*** Entries shown ***
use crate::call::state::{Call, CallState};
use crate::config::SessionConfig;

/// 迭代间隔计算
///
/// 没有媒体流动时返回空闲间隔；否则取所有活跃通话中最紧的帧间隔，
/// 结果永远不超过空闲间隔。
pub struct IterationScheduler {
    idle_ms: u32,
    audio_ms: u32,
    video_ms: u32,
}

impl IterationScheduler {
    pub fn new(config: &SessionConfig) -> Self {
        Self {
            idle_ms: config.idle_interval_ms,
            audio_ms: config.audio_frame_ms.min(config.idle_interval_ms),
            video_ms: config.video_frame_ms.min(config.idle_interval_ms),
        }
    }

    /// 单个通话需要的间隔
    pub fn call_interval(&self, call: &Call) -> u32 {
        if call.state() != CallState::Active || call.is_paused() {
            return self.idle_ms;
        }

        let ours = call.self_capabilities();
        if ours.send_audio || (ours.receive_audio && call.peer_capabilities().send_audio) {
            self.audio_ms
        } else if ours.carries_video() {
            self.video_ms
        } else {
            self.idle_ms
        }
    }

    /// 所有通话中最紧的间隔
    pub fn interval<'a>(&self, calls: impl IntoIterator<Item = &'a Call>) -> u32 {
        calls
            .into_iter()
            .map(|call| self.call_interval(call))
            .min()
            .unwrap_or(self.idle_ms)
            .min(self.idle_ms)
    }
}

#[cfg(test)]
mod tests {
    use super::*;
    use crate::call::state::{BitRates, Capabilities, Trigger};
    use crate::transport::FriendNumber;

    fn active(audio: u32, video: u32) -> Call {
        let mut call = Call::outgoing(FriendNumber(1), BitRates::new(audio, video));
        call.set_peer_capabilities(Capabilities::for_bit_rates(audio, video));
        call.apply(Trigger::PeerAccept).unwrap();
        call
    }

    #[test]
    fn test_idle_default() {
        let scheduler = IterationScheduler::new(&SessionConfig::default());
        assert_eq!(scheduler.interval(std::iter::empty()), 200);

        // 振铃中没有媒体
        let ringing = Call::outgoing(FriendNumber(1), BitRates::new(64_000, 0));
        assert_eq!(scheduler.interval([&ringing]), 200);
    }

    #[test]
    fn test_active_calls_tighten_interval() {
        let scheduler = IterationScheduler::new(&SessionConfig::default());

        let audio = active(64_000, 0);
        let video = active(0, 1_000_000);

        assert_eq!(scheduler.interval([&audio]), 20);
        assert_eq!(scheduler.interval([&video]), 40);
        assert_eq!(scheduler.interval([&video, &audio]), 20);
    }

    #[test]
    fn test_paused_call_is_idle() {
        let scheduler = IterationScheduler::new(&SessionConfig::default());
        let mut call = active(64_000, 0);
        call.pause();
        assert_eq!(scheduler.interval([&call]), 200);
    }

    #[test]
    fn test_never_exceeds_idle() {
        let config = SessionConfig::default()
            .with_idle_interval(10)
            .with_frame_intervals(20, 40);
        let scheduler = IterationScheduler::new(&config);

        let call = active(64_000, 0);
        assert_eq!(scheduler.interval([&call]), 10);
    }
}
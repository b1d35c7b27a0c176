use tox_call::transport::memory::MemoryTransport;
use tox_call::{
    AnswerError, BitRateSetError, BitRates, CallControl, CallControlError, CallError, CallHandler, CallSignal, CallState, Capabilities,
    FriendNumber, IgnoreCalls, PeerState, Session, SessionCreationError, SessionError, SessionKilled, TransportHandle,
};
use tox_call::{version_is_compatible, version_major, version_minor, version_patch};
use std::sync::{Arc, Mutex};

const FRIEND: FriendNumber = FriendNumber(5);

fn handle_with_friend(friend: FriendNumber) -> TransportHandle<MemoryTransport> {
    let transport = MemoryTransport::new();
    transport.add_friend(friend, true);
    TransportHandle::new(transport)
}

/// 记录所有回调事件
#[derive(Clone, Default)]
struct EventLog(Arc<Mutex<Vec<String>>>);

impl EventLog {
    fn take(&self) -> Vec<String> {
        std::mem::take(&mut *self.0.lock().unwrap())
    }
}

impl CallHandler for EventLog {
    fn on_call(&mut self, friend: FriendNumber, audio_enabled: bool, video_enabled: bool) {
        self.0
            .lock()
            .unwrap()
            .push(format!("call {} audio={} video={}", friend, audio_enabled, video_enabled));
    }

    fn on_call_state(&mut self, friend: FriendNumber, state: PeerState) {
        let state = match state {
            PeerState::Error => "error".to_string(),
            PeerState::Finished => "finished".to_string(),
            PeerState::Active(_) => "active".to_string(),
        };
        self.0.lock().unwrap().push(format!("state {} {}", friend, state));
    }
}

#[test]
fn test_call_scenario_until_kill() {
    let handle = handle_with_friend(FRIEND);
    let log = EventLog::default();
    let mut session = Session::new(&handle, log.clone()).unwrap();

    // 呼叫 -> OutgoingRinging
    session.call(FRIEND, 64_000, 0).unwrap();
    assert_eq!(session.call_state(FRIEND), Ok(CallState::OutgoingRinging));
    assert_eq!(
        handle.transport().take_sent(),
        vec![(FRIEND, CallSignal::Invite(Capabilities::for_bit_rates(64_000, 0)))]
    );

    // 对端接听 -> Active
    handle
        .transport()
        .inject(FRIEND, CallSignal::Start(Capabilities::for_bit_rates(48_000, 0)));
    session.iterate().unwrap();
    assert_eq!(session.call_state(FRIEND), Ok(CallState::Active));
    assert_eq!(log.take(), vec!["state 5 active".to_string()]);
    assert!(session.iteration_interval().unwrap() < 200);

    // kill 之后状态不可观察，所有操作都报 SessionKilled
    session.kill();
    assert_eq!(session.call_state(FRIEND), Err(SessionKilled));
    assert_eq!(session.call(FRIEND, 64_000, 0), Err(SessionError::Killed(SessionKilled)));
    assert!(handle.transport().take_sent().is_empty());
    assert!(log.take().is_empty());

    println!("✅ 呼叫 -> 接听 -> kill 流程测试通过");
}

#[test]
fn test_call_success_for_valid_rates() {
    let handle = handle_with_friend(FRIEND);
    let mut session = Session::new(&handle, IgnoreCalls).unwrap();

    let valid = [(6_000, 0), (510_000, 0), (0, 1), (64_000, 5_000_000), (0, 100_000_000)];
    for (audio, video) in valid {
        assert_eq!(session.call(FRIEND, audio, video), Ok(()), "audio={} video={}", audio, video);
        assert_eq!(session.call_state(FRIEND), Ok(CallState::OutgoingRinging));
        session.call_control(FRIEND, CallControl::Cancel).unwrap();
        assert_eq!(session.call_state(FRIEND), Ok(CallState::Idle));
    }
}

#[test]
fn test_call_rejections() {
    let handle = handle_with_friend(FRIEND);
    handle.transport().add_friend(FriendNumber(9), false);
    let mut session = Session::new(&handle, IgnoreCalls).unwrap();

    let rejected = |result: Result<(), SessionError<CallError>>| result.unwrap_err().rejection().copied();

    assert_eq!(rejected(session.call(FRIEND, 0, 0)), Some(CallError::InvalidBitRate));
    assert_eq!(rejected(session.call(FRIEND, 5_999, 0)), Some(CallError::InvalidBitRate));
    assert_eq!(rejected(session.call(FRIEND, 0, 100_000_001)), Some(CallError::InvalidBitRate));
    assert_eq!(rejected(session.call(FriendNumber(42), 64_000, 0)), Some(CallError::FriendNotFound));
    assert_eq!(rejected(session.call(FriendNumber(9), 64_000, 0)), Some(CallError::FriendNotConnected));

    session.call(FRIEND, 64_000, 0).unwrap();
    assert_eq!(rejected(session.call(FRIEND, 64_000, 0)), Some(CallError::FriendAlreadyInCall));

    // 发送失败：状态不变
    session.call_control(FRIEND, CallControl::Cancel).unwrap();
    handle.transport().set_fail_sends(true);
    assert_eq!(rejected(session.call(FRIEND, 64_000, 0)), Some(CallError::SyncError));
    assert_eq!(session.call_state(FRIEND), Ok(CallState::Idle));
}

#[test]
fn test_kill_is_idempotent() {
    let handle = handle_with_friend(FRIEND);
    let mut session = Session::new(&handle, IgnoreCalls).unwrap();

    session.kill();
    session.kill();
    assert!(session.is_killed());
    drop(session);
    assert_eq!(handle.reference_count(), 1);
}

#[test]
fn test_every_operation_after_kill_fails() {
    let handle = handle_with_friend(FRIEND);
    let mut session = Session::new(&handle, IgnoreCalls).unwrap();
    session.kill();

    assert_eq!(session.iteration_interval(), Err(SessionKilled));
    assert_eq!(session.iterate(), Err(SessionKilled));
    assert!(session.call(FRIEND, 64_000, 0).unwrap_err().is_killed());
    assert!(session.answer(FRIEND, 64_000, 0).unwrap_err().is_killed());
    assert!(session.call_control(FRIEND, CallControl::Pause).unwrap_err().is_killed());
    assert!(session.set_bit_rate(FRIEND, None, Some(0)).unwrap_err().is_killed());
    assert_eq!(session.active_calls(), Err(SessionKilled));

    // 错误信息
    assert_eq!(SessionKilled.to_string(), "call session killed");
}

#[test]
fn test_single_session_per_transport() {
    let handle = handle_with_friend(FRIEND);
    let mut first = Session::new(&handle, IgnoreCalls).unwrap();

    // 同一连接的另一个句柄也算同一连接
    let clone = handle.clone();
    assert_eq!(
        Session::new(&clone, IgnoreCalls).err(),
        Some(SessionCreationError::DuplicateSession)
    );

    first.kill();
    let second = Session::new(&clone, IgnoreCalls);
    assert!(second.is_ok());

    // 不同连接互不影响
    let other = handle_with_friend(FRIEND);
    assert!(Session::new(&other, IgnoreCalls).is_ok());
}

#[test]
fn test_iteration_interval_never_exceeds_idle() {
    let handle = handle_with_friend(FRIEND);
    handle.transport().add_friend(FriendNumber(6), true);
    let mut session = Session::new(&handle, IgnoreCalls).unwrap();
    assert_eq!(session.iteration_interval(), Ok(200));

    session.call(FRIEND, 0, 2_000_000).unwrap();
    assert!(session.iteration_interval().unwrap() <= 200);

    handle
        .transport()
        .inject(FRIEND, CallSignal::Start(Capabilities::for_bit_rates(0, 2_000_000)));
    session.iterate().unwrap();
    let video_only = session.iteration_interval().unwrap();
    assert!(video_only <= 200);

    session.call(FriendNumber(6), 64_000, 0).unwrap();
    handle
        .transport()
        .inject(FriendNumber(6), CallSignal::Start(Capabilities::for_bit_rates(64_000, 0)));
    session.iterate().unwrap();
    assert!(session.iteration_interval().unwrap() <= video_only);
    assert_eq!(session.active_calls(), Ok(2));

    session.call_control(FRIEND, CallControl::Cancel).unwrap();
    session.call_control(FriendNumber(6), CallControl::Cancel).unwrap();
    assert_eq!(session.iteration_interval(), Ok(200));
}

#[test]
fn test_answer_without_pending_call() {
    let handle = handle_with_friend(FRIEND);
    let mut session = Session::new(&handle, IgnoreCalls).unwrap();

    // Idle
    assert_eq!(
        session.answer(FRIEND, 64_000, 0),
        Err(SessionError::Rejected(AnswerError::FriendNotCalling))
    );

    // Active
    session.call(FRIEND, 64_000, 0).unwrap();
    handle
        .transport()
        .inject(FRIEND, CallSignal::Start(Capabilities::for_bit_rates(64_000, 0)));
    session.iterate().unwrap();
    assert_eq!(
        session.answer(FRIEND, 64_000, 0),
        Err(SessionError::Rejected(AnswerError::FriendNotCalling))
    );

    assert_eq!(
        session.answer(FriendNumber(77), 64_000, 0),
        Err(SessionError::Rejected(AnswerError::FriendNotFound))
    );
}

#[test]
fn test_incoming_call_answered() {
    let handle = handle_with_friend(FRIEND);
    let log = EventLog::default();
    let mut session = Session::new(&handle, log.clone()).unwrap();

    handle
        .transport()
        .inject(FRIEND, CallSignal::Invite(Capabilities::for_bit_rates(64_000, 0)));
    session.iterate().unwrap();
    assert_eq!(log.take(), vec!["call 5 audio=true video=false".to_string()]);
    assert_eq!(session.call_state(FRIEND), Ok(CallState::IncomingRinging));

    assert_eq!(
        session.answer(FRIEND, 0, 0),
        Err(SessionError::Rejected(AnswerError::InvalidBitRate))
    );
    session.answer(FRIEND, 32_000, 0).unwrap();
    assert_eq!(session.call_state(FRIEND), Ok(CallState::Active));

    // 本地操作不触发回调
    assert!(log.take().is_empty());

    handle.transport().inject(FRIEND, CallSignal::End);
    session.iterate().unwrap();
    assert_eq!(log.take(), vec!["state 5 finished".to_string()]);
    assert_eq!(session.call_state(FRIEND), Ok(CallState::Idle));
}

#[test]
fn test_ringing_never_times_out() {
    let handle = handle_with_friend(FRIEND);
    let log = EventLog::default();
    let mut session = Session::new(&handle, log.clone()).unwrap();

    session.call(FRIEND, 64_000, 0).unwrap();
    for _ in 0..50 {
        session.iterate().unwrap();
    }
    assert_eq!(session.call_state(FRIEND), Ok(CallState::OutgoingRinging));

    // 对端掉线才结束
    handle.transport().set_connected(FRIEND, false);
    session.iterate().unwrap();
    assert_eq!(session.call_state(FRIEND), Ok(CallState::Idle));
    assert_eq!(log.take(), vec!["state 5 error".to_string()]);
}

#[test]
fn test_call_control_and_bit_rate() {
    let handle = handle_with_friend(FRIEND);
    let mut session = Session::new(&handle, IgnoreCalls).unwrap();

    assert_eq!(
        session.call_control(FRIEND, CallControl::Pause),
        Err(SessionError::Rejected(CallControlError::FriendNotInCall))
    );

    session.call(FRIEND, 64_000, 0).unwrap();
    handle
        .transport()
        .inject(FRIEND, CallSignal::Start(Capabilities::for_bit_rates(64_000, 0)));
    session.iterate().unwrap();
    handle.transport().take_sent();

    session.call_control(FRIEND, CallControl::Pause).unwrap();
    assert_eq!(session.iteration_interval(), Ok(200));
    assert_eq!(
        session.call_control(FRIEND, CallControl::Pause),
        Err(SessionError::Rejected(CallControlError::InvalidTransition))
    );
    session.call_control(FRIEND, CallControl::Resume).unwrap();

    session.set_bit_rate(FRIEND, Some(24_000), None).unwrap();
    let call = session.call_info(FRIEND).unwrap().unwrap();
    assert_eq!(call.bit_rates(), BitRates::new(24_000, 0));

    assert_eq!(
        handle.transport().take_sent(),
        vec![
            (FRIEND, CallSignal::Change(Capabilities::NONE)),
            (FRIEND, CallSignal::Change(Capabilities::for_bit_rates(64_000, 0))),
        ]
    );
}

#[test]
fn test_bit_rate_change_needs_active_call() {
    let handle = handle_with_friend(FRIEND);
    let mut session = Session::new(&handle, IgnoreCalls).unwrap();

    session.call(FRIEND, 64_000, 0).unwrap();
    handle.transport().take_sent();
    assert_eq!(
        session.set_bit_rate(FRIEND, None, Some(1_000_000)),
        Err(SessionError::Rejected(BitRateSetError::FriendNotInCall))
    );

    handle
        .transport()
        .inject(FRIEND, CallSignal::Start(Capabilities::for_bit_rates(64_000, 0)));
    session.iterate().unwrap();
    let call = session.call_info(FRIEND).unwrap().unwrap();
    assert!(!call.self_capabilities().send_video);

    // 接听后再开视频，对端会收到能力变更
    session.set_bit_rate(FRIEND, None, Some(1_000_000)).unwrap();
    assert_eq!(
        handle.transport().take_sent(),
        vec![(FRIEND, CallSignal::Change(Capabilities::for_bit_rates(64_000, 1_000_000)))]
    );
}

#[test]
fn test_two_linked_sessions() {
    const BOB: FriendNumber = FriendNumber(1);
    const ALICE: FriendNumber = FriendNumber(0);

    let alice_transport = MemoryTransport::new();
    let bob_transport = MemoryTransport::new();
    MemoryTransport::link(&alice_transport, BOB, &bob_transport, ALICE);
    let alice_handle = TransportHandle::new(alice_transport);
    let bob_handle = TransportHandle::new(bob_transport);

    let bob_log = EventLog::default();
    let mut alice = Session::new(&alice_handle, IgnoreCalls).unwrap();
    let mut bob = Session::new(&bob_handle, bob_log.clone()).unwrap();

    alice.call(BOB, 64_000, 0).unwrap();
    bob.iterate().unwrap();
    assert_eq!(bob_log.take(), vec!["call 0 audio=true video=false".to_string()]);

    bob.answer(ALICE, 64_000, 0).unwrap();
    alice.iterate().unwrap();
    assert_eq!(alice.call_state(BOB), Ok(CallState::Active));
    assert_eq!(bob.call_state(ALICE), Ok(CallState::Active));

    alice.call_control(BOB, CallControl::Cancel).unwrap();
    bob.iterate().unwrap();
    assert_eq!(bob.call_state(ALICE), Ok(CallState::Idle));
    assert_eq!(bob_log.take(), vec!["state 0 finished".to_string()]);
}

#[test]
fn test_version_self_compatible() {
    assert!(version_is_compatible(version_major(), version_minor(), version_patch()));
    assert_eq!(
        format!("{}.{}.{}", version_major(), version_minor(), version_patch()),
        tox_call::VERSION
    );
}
*** End of Entries shown ***
What needs to be done
With the first line being the one containing "session.call(FRIEND, 0, 2_000_000).unwrap();" and the last line the one containing "assert!(video_only <= 200);", transcribe exactly the lines above that fall in that range.

Task output
    session.call(FRIEND, 0, 2_000_000).unwrap();
    assert!(session.iteration_interval().unwrap() <= 200);

    handle
        .transport()
        .inject(FRIEND, CallSignal::Start(Capabilities::for_bit_rates(0, 2_000_000)));
    session.iterate().unwrap();
    let video_only = session.iteration_interval().unwrap();
    assert!(video_only <= 200);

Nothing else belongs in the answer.